Zdjęcie jakieś takieś słabe, więc spieszę z objaśnieniami. Zacznijmy od lewego, górnego rogu. Pierwsza jest lodówka, obok niej wysokie cargo - zabudowa pod sam sufit (podobnie jak u Martusi-wlasneniebo). Dalej mamy zlew, a pod nim miejsce na kosz na śmieci i zmywarkę (Hura, hura, hura! Zmywarka po prawej stronie!). Dalej jest szafka narożna (w "bebechach" będzie miała najprawdopodobniej "magic corner" albo inne cudo pozwalające maksymalnie ją wykorzystać), wąska szafka na butelki, kuchnia, szafka na przyprawy (bliźniacza do tej "butelkowej"), potem jest następna szafka (zapewne na "gary", dalej piekarnik, szafka z żaluzją i barek. Barek chciałabym wewnątrz podzielić na dwie strefy: od strony kuchennej miałyby tam być szafki, a od strony salonu - barek. Zaraz pokażę co i jak Zastanawiam się jeszcze, czy nie zamienić ewentualnie miejscami lodówki z piekarnikiem? (ups! Dopiero teraz zauważyłam, że w dwóch miejscach "wstawiłam" lodówkę!) Z szafek wiszących będą dwie - po obu stronach kuchni - obie "jamnikowate" i otwierane do góry. A co dać w prawym górnym rogu??? Czy w ogóle coś tam dawać???
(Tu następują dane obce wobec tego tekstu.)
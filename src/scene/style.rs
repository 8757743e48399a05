use crate::foundation::color::Color;
use crate::foundation::error::{StoryreelError, StoryreelResult};

/// Base subtitle font size in pixels before the style's size scale is applied.
pub const BASE_FONT_PX: f32 = 85.0;

/// Vertical placement used when the configured position is zero.
const FALLBACK_VERTICAL_FRACTION: f64 = 0.85;

/// Animation applied to the active subtitle word.
#[derive(Clone, Copy, Debug, Default, PartialEq, Eq, Hash, serde::Serialize, serde::Deserialize)]
#[serde(rename_all = "lowercase")]
pub enum SubtitleAnimation {
    /// Static render.
    None,
    /// Sinusoidal scale oscillation.
    #[default]
    Pop,
    /// Static full-opacity render.
    Fade,
    /// Sinusoidal vertical displacement.
    Bounce,
    /// Words after the active one are hidden instead of dimmed.
    Typewriter,
    /// Soft blurred halo in the active color.
    Glow,
}

/// Subtitle styling snapshot. Passed by reference into every render; never mutated mid-render.
#[derive(Clone, Debug, PartialEq, serde::Serialize, serde::Deserialize)]
#[serde(default)]
pub struct SubtitleStyle {
    /// Draw subtitles at all.
    pub visible: bool,
    /// Font family name (informational; glyphs come from the loaded font file).
    pub font_family: String,
    /// Scale applied to [`BASE_FONT_PX`].
    pub font_size: f32,
    /// Color of inactive words.
    pub text_color: Color,
    /// Color of the active word.
    pub active_text_color: Color,
    /// Outline color.
    pub outline_color: Color,
    /// Outline width in pixels.
    pub stroke_width: f32,
    /// Background box color.
    pub background_color: Color,
    /// Background box opacity; `0` disables the box.
    pub background_opacity: f32,
    /// Vertical text center as a percentage (0..=100) of canvas height.
    pub vertical_position: f32,
    /// Show words after the active one (dimmed). When `false` they are hidden.
    pub show_future_text: bool,
    /// Active-word animation.
    pub animation: SubtitleAnimation,
}

impl Default for SubtitleStyle {
    fn default() -> Self {
        Self {
            visible: true,
            font_family: "Roboto".to_owned(),
            font_size: 1.0,
            text_color: Color::WHITE,
            active_text_color: Color::rgb(0xFB, 0xBF, 0x24),
            outline_color: Color::BLACK,
            stroke_width: 4.0,
            background_color: Color::BLACK,
            background_opacity: 0.0,
            vertical_position: 85.0,
            show_future_text: true,
            animation: SubtitleAnimation::Pop,
        }
    }
}

impl SubtitleStyle {
    /// Validate numeric ranges.
    pub fn validate(&self) -> StoryreelResult<()> {
        if !self.font_size.is_finite() || self.font_size <= 0.0 {
            return Err(StoryreelError::validation(
                "subtitle font_size must be finite and > 0",
            ));
        }
        if !self.stroke_width.is_finite() || self.stroke_width < 0.0 {
            return Err(StoryreelError::validation(
                "subtitle stroke_width must be finite and >= 0",
            ));
        }
        if !(0.0..=100.0).contains(&self.vertical_position) {
            return Err(StoryreelError::validation(
                "subtitle vertical_position must be within 0..=100",
            ));
        }
        if !(0.0..=1.0).contains(&self.background_opacity) {
            return Err(StoryreelError::validation(
                "subtitle background_opacity must be within 0..=1",
            ));
        }
        Ok(())
    }

    /// Font size in pixels at base resolution.
    pub fn font_px(&self) -> f32 {
        BASE_FONT_PX * self.font_size
    }

    /// Vertical text center as a fraction of canvas height.
    pub fn vertical_fraction(&self) -> f64 {
        let f = f64::from(self.vertical_position) / 100.0;
        if f > 0.0 { f } else { FALLBACK_VERTICAL_FRACTION }
    }
}

#[cfg(test)]
#[path = "../../tests/unit/scene/style.rs"]
mod tests;
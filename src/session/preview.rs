use std::time::Instant;

use crate::audio::playback::PlaybackMode;
use crate::foundation::core::format_mm_ss;
use crate::foundation::error::StoryreelResult;
use crate::render::frame::FrameRGBA;
use crate::session::story::StorySession;

/// Output of one [`PreviewLoop::tick`].
#[derive(Clone, Debug)]
pub struct PreviewTick {
    /// Composited frame.
    pub frame: FrameRGBA,
    /// Timeline position the frame was rendered at.
    pub position: f64,
    /// Whether this tick reached the end and paused playback.
    pub ended: bool,
    /// `mm:ss / mm:ss` status line.
    pub status: String,
}

/// Host-driven preview: the host calls [`PreviewLoop::tick`] once per display refresh and
/// [`PreviewLoop::toggle`] on pointer input.
///
/// Ticks only read the published playback position; they never advance audio themselves.
pub struct PreviewLoop<'a> {
    session: &'a StorySession,
    mode: PlaybackMode,
    epoch: Instant,
}

impl<'a> PreviewLoop<'a> {
    /// Preview `session`, playing in `mode` when toggled on.
    pub fn new(session: &'a StorySession, mode: PlaybackMode) -> Self {
        Self {
            session,
            mode,
            epoch: Instant::now(),
        }
    }

    /// Play/pause. Returns whether playback is now running.
    pub fn toggle(&self) -> StoryreelResult<bool> {
        self.session.toggle(self.mode)
    }

    /// Whether preview playback is running.
    pub fn is_playing(&self) -> bool {
        self.session.playback().is_playing()
    }

    /// Render the current frame, animating subtitles on wall-clock time.
    pub fn tick(&self) -> PreviewTick {
        self.tick_at(self.epoch.elapsed().as_secs_f64())
    }

    /// Render the current frame with subtitle animation at `anim_secs`.
    pub fn tick_at(&self, anim_secs: f64) -> PreviewTick {
        let total = self.session.total_duration();
        let mut position = self.session.playback().published_position();
        let mut ended = false;
        if position >= total && self.session.playback().is_playing() {
            self.session.pause();
            self.session.seek(total);
            position = total;
            ended = true;
            tracing::debug!(total, "preview reached the end");
        }
        let frame = self.session.render_at(position, anim_secs);
        PreviewTick {
            frame,
            position,
            ended,
            status: format!(
                "{} / {}",
                format_mm_ss(position.min(total)),
                format_mm_ss(total)
            ),
        }
    }
}

#[cfg(test)]
#[path = "../../tests/unit/session/preview.rs"]
mod tests;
Nie chciałam zostawić pustej przestrzeni pomiędzy ścianą a piekarnikiem, dlatego rozwiązaniem będzie tu szafka z opuszczaną roletą:
A barek od strony salonu mógłby wyglądać tak:
Przy czym wolałabym, żeby miejsce, w którym na zdjęciu stoją kieliszki było za szybką i podświetlone, a szafka, w którym tu stoi butelka - zamknięta.
Ciekawa jestem Waszych opinii. Według mnie ten projekt wydaje się bardziej uporządkowany, spójny i funkcjonalny.
A jutro przedstawię pomysł na zabudowę ściany pod schodami. Oj, ten ostatni tydzień był bogaty w nowe pomysły!
P.S. U nas dziś świeciło słonko i było przyjemnie ciepło! I ptaszki świergotały! Chyba czuję wiosnę w powietrzu... W końcu!